AUTHOR=Elshaflu Hana , Todorović Tamara R. , Nikolić Milan , Lolić Aleksandar , Višnjevac Aleksandar , Hagenow Stefanie , Padrón José M. , García-Sosa Alfonso T. , Djordjević Ivana S. , Grubišić Sonja , Stark Holger , Filipović Nenad R. TITLE=Selenazolyl-hydrazones as Novel Selective MAO Inhibitors With Antiproliferative and Antioxidant Activities: Experimental and In-silico Studies JOURNAL=Frontiers in Chemistry VOLUME=6 YEAR=2018 URL=https://www.frontiersin.org/journals/chemistry/articles/10.3389/fchem.2018.00247 DOI=10.3389/fchem.2018.00247 ISSN=2296-2646 ABSTRACT=

The novel approach in the treatment of complex multifactorial diseases, such as neurodegenerative disorders and cancer, requires a development of efficient multi-targeting oriented drugs. Since oxidative stress significantly contributes to the pathogenesis of cancer and neurodegenerative disorders, potential drug candidates should possess good antioxidant properties.
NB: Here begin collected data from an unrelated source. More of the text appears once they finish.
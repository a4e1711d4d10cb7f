use anyhow::Context;
use clap::{Parser, Subcommand};
use glam::{Vec2, Vec3};
use mazeview_assets::{SceneConfig, load_collision_map};
use mazeview_common::{CameraState, CellCoord, Color};
use mazeview_input::{FirstPersonController, InputFrame};
use mazeview_kernel::{CollisionMap, FrameLoop, LoopStats};
use mazeview_render::{
    DebugTextRenderer, MinimapView, ModelId, Renderer, SceneLayout, SceneModel, compose_frame,
};
use serde::Serialize;
use std::path::PathBuf;
use tracing_subscriber::EnvFilter;

#[derive(Parser)]
#[command(name = "mazeview-cli", about = "Headless tools for the maze viewer")]
struct Cli {
    /// Enable verbose logging
    #[arg(short, long)]
    verbose: bool,

    /// Scene file (YAML). Built-in defaults are used when omitted.
    #[arg(long, global = true)]
    scene: Option<PathBuf>,

    /// Directory that relative asset paths are resolved against
    #[arg(long, global = true)]
    base_dir: Option<PathBuf>,

    #[command(subcommand)]
    command: Commands,
}

#[derive(Subcommand)]
enum Commands {
    /// Print version and crate info
    Info,
    /// Print the effective scene configuration as YAML
    Scene,
    /// Dump the collision map with the camera's starting cell
    Map {
        /// Emit JSON instead of ASCII
        #[arg(long)]
        json: bool,
    },
    /// Walk forward through the frame loop without a window
    Walk {
        /// Walking direction in degrees on the ground plane (0 = +X, 90 = +Z).
        /// Defaults to the camera's starting direction.
        #[arg(long, allow_negative_numbers = true)]
        heading: Option<f32>,
        /// Number of ticks to run at the scene's target rate
        #[arg(short, long, default_value = "120")]
        ticks: u64,
        /// Print the last composed frame
        #[arg(long)]
        trace: bool,
    },
}

#[derive(Serialize)]
struct MapReport {
    width: usize,
    height: usize,
    blocked: usize,
    origin: Vec3,
    camera_cell: Option<CellCoord>,
    rows: Vec<String>,
}

/// One string per map row: `#` blocked, `.` free, `@` the marked cell.
fn map_rows(map: &CollisionMap, mark: Option<CellCoord>) -> Vec<String> {
    (0..map.height())
        .map(|y| {
            (0..map.width())
                .map(|x| {
                    if mark == Some(CellCoord::new(x, y)) {
                        '@'
                    } else if map.is_blocked(x, y) {
                        '#'
                    } else {
                        '.'
                    }
                })
                .collect()
        })
        .collect()
}

/// Point the camera along `degrees` on the ground plane, keeping its pitch.
fn face_heading(camera: &mut CameraState, degrees: f32) {
    let dir = camera.target - camera.position;
    let flat = Vec2::new(dir.x, dir.z).length();
    let (sin, cos) = degrees.to_radians().sin_cos();
    let planar = if flat > f32::EPSILON { flat } else { 1.0 };
    camera.target = camera.position + Vec3::new(cos * planar, dir.y, sin * planar);
}

#[derive(Debug)]
struct WalkReport {
    stats: LoopStats,
    start: Vec3,
    end: Vec3,
    cell: Option<CellCoord>,
}

/// Hold "forward" for `ticks` fixed steps of `dt`.
fn walk(
    frame_loop: &mut FrameLoop,
    controller: &mut FirstPersonController,
    ticks: u64,
    dt: f32,
) -> WalkReport {
    let start = frame_loop.camera().position;
    let input = InputFrame {
        movement: Vec2::new(0.0, 1.0),
        look: Vec2::ZERO,
    };
    for _ in 0..ticks {
        frame_loop.tick(|camera| controller.update(camera, &input, dt));
    }
    WalkReport {
        stats: frame_loop.stats(),
        start,
        end: frame_loop.camera().position,
        cell: frame_loop.player_cell(),
    }
}

/// Layout with stand-in model ids in scene order: maze first, then props.
fn headless_layout(config: &SceneConfig) -> SceneLayout {
    SceneLayout {
        clear_color: Color::BLACK,
        maze: SceneModel {
            name: "maze".into(),
            model: ModelId(0),
            placement: config.maze.placement,
            tint: Color::WHITE,
        },
        props: config
            .props
            .iter()
            .zip(1..)
            .map(|(prop, id)| SceneModel {
                name: prop.name.clone(),
                model: ModelId(id),
                placement: prop.placement,
                tint: Color::WHITE,
            })
            .collect(),
    }
}

fn load_map(config: &SceneConfig) -> anyhow::Result<CollisionMap> {
    load_collision_map(&config.maze.map)
        .with_context(|| format!("maze map {} is required", config.maze.map.display()))
}

fn main() -> anyhow::Result<()> {
    let cli = Cli::parse();

    let filter = if cli.verbose { "debug" } else { "info" };
    tracing_subscriber::fmt()
        .with_env_filter(
            EnvFilter::try_from_default_env().unwrap_or_else(|_| EnvFilter::new(filter)),
        )
        .init();

    let config = SceneConfig::resolve(cli.scene.as_deref(), cli.base_dir.as_deref())?;

    match cli.command {
        Commands::Info => {
            println!("mazeview-cli v{}", env!("CARGO_PKG_VERSION"));
            println!("kernel: {}", mazeview_kernel::crate_info());
            println!("input: {}", mazeview_input::crate_info());
            println!("assets: {}", mazeview_assets::crate_info());
            println!("render: {}", mazeview_render::crate_info());
        }
        Commands::Scene => {
            print!("{}", config.to_yaml()?);
        }
        Commands::Map { json } => {
            let map = load_map(&config)?;
            let origin = config.maze.placement.position;
            let camera_cell = map.cell_at(origin, config.camera.planar_position());
            let report = MapReport {
                width: map.width(),
                height: map.height(),
                blocked: map.blocked_count(),
                origin,
                camera_cell,
                rows: map_rows(&map, camera_cell),
            };
            if json {
                println!("{}", serde_json::to_string_pretty(&report)?);
            } else {
                println!(
                    "{}x{} cells, {} blocked, origin ({:.2}, {:.2}, {:.2})",
                    report.width,
                    report.height,
                    report.blocked,
                    origin.x,
                    origin.y,
                    origin.z
                );
                for row in &report.rows {
                    println!("{row}");
                }
            }
        }
        Commands::Walk {
            heading,
            ticks,
            trace,
        } => {
            let map = load_map(&config)?;
            let mut camera = config.camera;
            if let Some(degrees) = heading {
                face_heading(&mut camera, degrees);
            }
            let mut frame_loop = FrameLoop::new(
                camera,
                map,
                config.maze.placement.position,
                config.player.radius,
            )?;
            let mut controller =
                FirstPersonController::from_camera(&camera, config.player.controller);
            let dt = 1.0 / config.window.target_fps.max(1) as f32;
            tracing::debug!(ticks, dt, heading = ?heading, "walking");

            let report = walk(&mut frame_loop, &mut controller, ticks, dt);
            println!(
                "ticks={} rollbacks={} start=({:.3}, {:.3}) end=({:.3}, {:.3}) cell={}",
                report.stats.ticks,
                report.stats.rollbacks,
                report.start.x,
                report.start.z,
                report.end.x,
                report.end.z,
                report
                    .cell
                    .map(|c| format!("({}, {})", c.x, c.y))
                    .unwrap_or_else(|| "-".into())
            );

            if trace {
                let minimap = MinimapView {
                    map: frame_loop.map(),
                    player: frame_loop.player_cell(),
                    x: 20,
                    y: 80,
                    cell_size: 4,
                };
                let frame =
                    compose_frame(&headless_layout(&config), frame_loop.camera(), Some(minimap));
                print!("{}", DebugTextRenderer::new().render(&frame));
            }
        }
    }

    Ok(())
}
Due to promising biological activities shown for structurally related (1,3-thiazol-2-yl)hydrazones, a focused library of 12 structurally related benzylidene-based (1,3-selenazol-2-yl)hydrazones was designed as potential multi-targeting compounds. Monoamine oxidases (MAO) A/B inhibition properties of this class of compounds have been investigated. Surprisingly, the p-nitrophenyl-substituted (1,3-selenazol-2-yl)hydrazone 4 showed MAO B inhibition in a nanomolar concentration range (IC50 = 73 nM). Excellent antioxidant properties were confirmed in a number of different in vitro assays. Antiproliferative activity screening on a panel of six human solid tumor cell lines showed that potencies of some of the investigated compounds was comparable or even better than that of the positive control 5-fluorouracil. In-silico calculations of ADME properties pointed to promising good pharmacokinetic profiles of investigated compounds. Docking studies suggest that some compounds, compared to positive controls, have the ability to strongly interact with targets relevant to cancer such as 5′-nucleotidase, and to neurodegenerative diseases such as the small conductance calcium-activated potassium channel protein 1, in addition to confirmation of inhibitory binding at MAO B.